Press Release
For Immediate Release
July 2 , 2008
Media Contact: Robyn Ziegler


Chicago - Illinois Attorney General Lisa Madigan today announced a multi-state settlement with MoneyGram Payment Systems, Inc., in response to allegations that fraudulent telemarketers induced consumers to wire money using MoneyGram services. Madigan’s office was one of nine states negotiating the settlement on behalf of 43 states and the District of Columbia.

According to the agreement, Minneapolis-based MoneyGram will pay $1.1 million for a national consumer awareness program coordinated by the AARP Foundation, which is involved in this effort because these scams commonly target seniors. The company also agreed to implement new preventative procedures, including posting prominent consumer warnings on the forms consumers fill out to wire money. The Attorneys General believe those changes will help MoneyGram to identify and deter these scams.

Wire services garnered the attention of the attorneys general because of the role wire transfers play in so many consumer fraud scams. Con artists often use a wide variety of stories to persuade consumers to wire them money with promises of some sort of financial gain, including counterfeit check schemes or international lottery scams in which consumers are told they have won a large sum of money but first have to wire money to pay taxes or other charges before claiming their winnings. In 2003, more than 29 percent of US – Canadian wire transfers of $300 or more were fraud-induced, resulting in consumer losses of approximately $113 million, according to a seven-state survey by another major money transfer company.

“Consumers who receive solicitations from strangers promising big bucks should toss those letters in the trash, delete the e-mail or hang up the phone,” said Attorney General Madigan. “Anytime consumers are asked to wire money to someone they don’t know, that should raise a red flag. If an offer sounds too good to be true, it probably is.”

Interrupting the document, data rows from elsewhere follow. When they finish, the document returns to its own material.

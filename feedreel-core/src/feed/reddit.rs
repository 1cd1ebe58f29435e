use std::fmt;
use std::sync::Mutex;
use std::time::Duration;

use async_trait::async_trait;
use reqwest::{Client, StatusCode};
use serde::Deserialize;
use tokio::time::Instant;
use tracing::{debug, info, warn};

use super::error::{FeedError, FeedResult};
use super::types::{CandidatePost, OrderingMode};
use super::FeedSource;

pub const DEFAULT_AUTH_URL: &str = "https://www.reddit.com/api/v1/access_token";
pub const DEFAULT_API_BASE: &str = "https://oauth.reddit.com";

/// Reddit refuses listings larger than this in a single page.
pub const MAX_LISTING_LIMIT: u32 = 100;

const REQUEST_TIMEOUT: Duration = Duration::from_secs(30);
const TOKEN_REFRESH_MARGIN: Duration = Duration::from_secs(60);
const DEFAULT_TOKEN_LIFETIME: Duration = Duration::from_secs(3600);

#[derive(Clone)]
pub struct FeedCredentials {
    pub client_id: String,
    pub client_secret: String,
    pub user_agent: String,
}

impl FeedCredentials {
    pub const CLIENT_ID_VAR: &'static str = "ID";
    pub const CLIENT_SECRET_VAR: &'static str = "SECRET";
    pub const USER_AGENT_VAR: &'static str = "AGENT";

    pub fn new(
        client_id: impl Into<String>,
        client_secret: impl Into<String>,
        user_agent: impl Into<String>,
    ) -> Self {
        Self {
            client_id: client_id.into(),
            client_secret: client_secret.into(),
            user_agent: user_agent.into(),
        }
    }

    pub fn from_env() -> FeedResult<Self> {
        Self::from_lookup(|key| std::env::var(key).ok())
    }

    pub fn from_lookup<F>(lookup: F) -> FeedResult<Self>
    where
        F: Fn(&str) -> Option<String>,
    {
        let credentials = Self::new(
            lookup(Self::CLIENT_ID_VAR).unwrap_or_default(),
            lookup(Self::CLIENT_SECRET_VAR).unwrap_or_default(),
            lookup(Self::USER_AGENT_VAR).unwrap_or_default(),
        );
        credentials.ensure_complete()?;
        Ok(credentials)
    }

    fn ensure_complete(&self) -> FeedResult<()> {
        let missing: Vec<&'static str> = [
            (Self::CLIENT_ID_VAR, &self.client_id),
            (Self::CLIENT_SECRET_VAR, &self.client_secret),
            (Self::USER_AGENT_VAR, &self.user_agent),
        ]
        .into_iter()
        .filter(|(_, value)| value.trim().is_empty())
        .map(|(name, _)| name)
        .collect();
        if missing.is_empty() {
            Ok(())
        } else {
            Err(FeedError::MissingCredentials(missing))
        }
    }
}

impl fmt::Debug for FeedCredentials {
    fn fmt(&self, f: &mut fmt::Formatter<'_>) -> fmt::Result {
        f.debug_struct("FeedCredentials")
            .field("client_id", &self.client_id)
            .field("client_secret", &"<redacted>")
            .field("user_agent", &self.user_agent)
            .finish()
    }
}

#[derive(Debug, Clone)]
pub struct FeedEndpoints {
    pub auth_url: String,
    pub api_base: String,
}

impl Default for FeedEndpoints {
    fn default() -> Self {
        Self {
            auth_url: DEFAULT_AUTH_URL.to_string(),
            api_base: DEFAULT_API_BASE.to_string(),
        }
    }
}

#[derive(Debug, Clone)]
struct AccessToken {
    value: String,
    expires_at: Instant,
}

impl AccessToken {
    fn is_fresh(&self) -> bool {
        Instant::now() + TOKEN_REFRESH_MARGIN < self.expires_at
    }
}

#[derive(Debug, Deserialize)]
struct TokenResponse {
    access_token: Option<String>,
    expires_in: Option<u64>,
    error: Option<String>,
}

#[derive(Debug, Deserialize)]
struct Listing {
    data: ListingData,
}

#[derive(Debug, Deserialize)]
struct ListingData {
    #[serde(default)]
    children: Vec<ListingChild>,
}

#[derive(Debug, Deserialize)]
struct ListingChild {
    data: ListingPost,
}

#[derive(Debug, Deserialize)]
struct ListingPost {
    id: String,
    url: Option<String>,
}

/// OAuth (application-only) client for subreddit listings.
pub struct RedditFeedClient {
    http: Client,
    credentials: FeedCredentials,
    endpoints: FeedEndpoints,
    token: Mutex<Option<AccessToken>>,
}

impl fmt::Debug for RedditFeedClient {
    fn fmt(&self, f: &mut fmt::Formatter<'_>) -> fmt::Result {
        f.debug_struct("RedditFeedClient")
            .field("credentials", &self.credentials)
            .field("endpoints", &self.endpoints)
            .finish()
    }
}

impl RedditFeedClient {
    /// Validates the credentials by performing the token exchange up front, so a
    /// bad configuration fails at startup instead of on the first scheduled run.
    pub async fn connect(credentials: FeedCredentials, endpoints: FeedEndpoints) -> FeedResult<Self> {
        credentials.ensure_complete()?;
        let http = Client::builder()
            .user_agent(credentials.user_agent.clone())
            .timeout(REQUEST_TIMEOUT)
            .redirect(reqwest::redirect::Policy::none())
            .build()
            .map_err(|err| FeedError::Network(err.to_string()))?;
        let client = Self {
            http,
            credentials,
            endpoints,
            token: Mutex::new(None),
        };
        let token = client.request_token().await?;
        client.store_token(Some(token));
        info!(api = %client.endpoints.api_base, "connected to feed source");
        Ok(client)
    }

    async fn request_token(&self) -> FeedResult<AccessToken> {
        let response = self
            .http
            .post(&self.endpoints.auth_url)
            .basic_auth(
                &self.credentials.client_id,
                Some(&self.credentials.client_secret),
            )
            .form(&[("grant_type", "client_credentials")])
            .send()
            .await?;
        let status = response.status();
        if matches!(status, StatusCode::UNAUTHORIZED | StatusCode::FORBIDDEN) {
            return Err(FeedError::Authentication(format!(
                "token endpoint answered {status}"
            )));
        }
        if !status.is_success() {
            return Err(FeedError::Network(format!(
                "token endpoint answered {status}"
            )));
        }
        let body: TokenResponse = response.json().await?;
        if let Some(error) = body.error {
            return Err(FeedError::Authentication(error));
        }
        let value = body
            .access_token
            .filter(|token| !token.is_empty())
            .ok_or_else(|| FeedError::Authentication("no access token issued".to_string()))?;
        Ok(AccessToken {
            value,
            expires_at: token_expiry(Instant::now(), body.expires_in),
        })
    }

    async fn bearer_token(&self) -> FeedResult<String> {
        let cached = self
            .token
            .lock()
            .unwrap_or_else(|poisoned| poisoned.into_inner())
            .as_ref()
            .filter(|token| token.is_fresh())
            .map(|token| token.value.clone());
        if let Some(value) = cached {
            return Ok(value);
        }
        debug!("refreshing feed access token");
        let token = self.request_token().await?;
        let value = token.value.clone();
        self.store_token(Some(token));
        Ok(value)
    }

    fn store_token(&self, token: Option<AccessToken>) {
        *self
            .token
            .lock()
            .unwrap_or_else(|poisoned| poisoned.into_inner()) = token;
    }

    fn listing_url(&self, channel: &str, ordering: OrderingMode) -> String {
        format!(
            "{}/r/{}/{}",
            self.endpoints.api_base.trim_end_matches('/'),
            channel,
            ordering.as_str()
        )
    }
}

/// Absurd lifetimes that overflow the clock fall back to the default one.
fn token_expiry(now: Instant, expires_in: Option<u64>) -> Instant {
    let lifetime = expires_in.map_or(DEFAULT_TOKEN_LIFETIME, Duration::from_secs);
    now.checked_add(lifetime)
        .unwrap_or(now + DEFAULT_TOKEN_LIFETIME)
}

fn validate_channel(channel: &str) -> FeedResult<()> {
    let valid = !channel.is_empty()
        && channel
            .chars()
            .all(|ch| ch.is_ascii_alphanumeric() || ch == '_');
    if valid {
        Ok(())
    } else {
        Err(FeedError::InvalidChannel(channel.to_string()))
    }
}

#[async_trait]
impl FeedSource for RedditFeedClient {
    async fn list_posts(
        &self,
        channel: &str,
        ordering: OrderingMode,
        limit: u32,
    ) -> FeedResult<Vec<CandidatePost>> {
        validate_channel(channel)?;
        let limit = if limit > MAX_LISTING_LIMIT {
            warn!(limit, max = MAX_LISTING_LIMIT, "post limit capped");
            MAX_LISTING_LIMIT
        } else {
            limit
        };
        let token = self.bearer_token().await?;

        let mut query = vec![("limit", limit.to_string()), ("raw_json", "1".to_string())];
        if ordering == OrderingMode::Top {
            query.push(("t", "all".to_string()));
        }
        let response = self
            .http
            .get(self.listing_url(channel, ordering))
            .bearer_auth(token)
            .query(&query)
            .send()
            .await?;

        let status = response.status();
        if status == StatusCode::UNAUTHORIZED {
            self.store_token(None);
            return Err(FeedError::Authentication(format!(
                "listing for r/{channel} answered {status}"
            )));
        }
        if !status.is_success() {
            return Err(FeedError::Status {
                channel: channel.to_string(),
                status: status.as_u16(),
            });
        }

        let listing: Listing = response.json().await?;
        let posts: Vec<CandidatePost> = listing
            .data
            .children
            .into_iter()
            .filter_map(|child| match child.data.url {
                Some(url) => Some(CandidatePost::new(child.data.id, url)),
                None => {
                    debug!(post = %child.data.id, "post without url skipped");
                    None
                }
            })
            .collect();
        info!(
            channel,
            ordering = %ordering,
            posts = posts.len(),
            "listed feed posts"
        );
        Ok(posts)
    }
}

As part of the agreement, the company agreed to:

  • Continue to reimburse any transfer to a consumer who requests, prior to pickup, that the transfer be stopped if the consumer reasonably claims that the transfer was fraud-induced,
  • Send prominent anti-fraud messages to its agents every month or when a proposed transfer exceeds a certain amount,
  • Revise the company’s anti-fraud training programs and provide special training to agents with higher fraud rates,
  • Suspend or terminate agent locations that are involved in fraud or that do not take reasonable steps to reduce fraud,
  • Block wire transfers from specific consumers or to specific recipients when fraud is suspected,
  • Ensure that money transfers sent from the United States can be picked up only in the country designated by the sender, and
  • Pay $150,000 to the negotiating states of Arkansas, Illinois, Massachusetts, New Jersey, North Carolina, Ohio, Texas, Vermont and Washington.

The other states that participated in the settlement were Alabama, Alaska, Arizona, Arkansas, Colorado, Connecticut, Delaware, Georgia, Hawaii, Idaho, Indiana, Iowa, Kansas, Kentucky, Louisiana, Maine, Maryland, Massachusetts, Michigan, Minnesota, Mississippi, Missouri, Montana, Nevada, New Hampshire, New Jersey, New Mexico, New York, North Carolina, North Dakota, Ohio, Oklahoma, Oregon, Rhode Island, South Carolina, South Dakota, Texas, Utah, Vermont, Virginia, Washington, West Virginia and Wyoming, and the District of Columbia.

Assistant Attorney General Rebecca Pruitt handled the case for Madigan’s Consumer Fraud Bureau.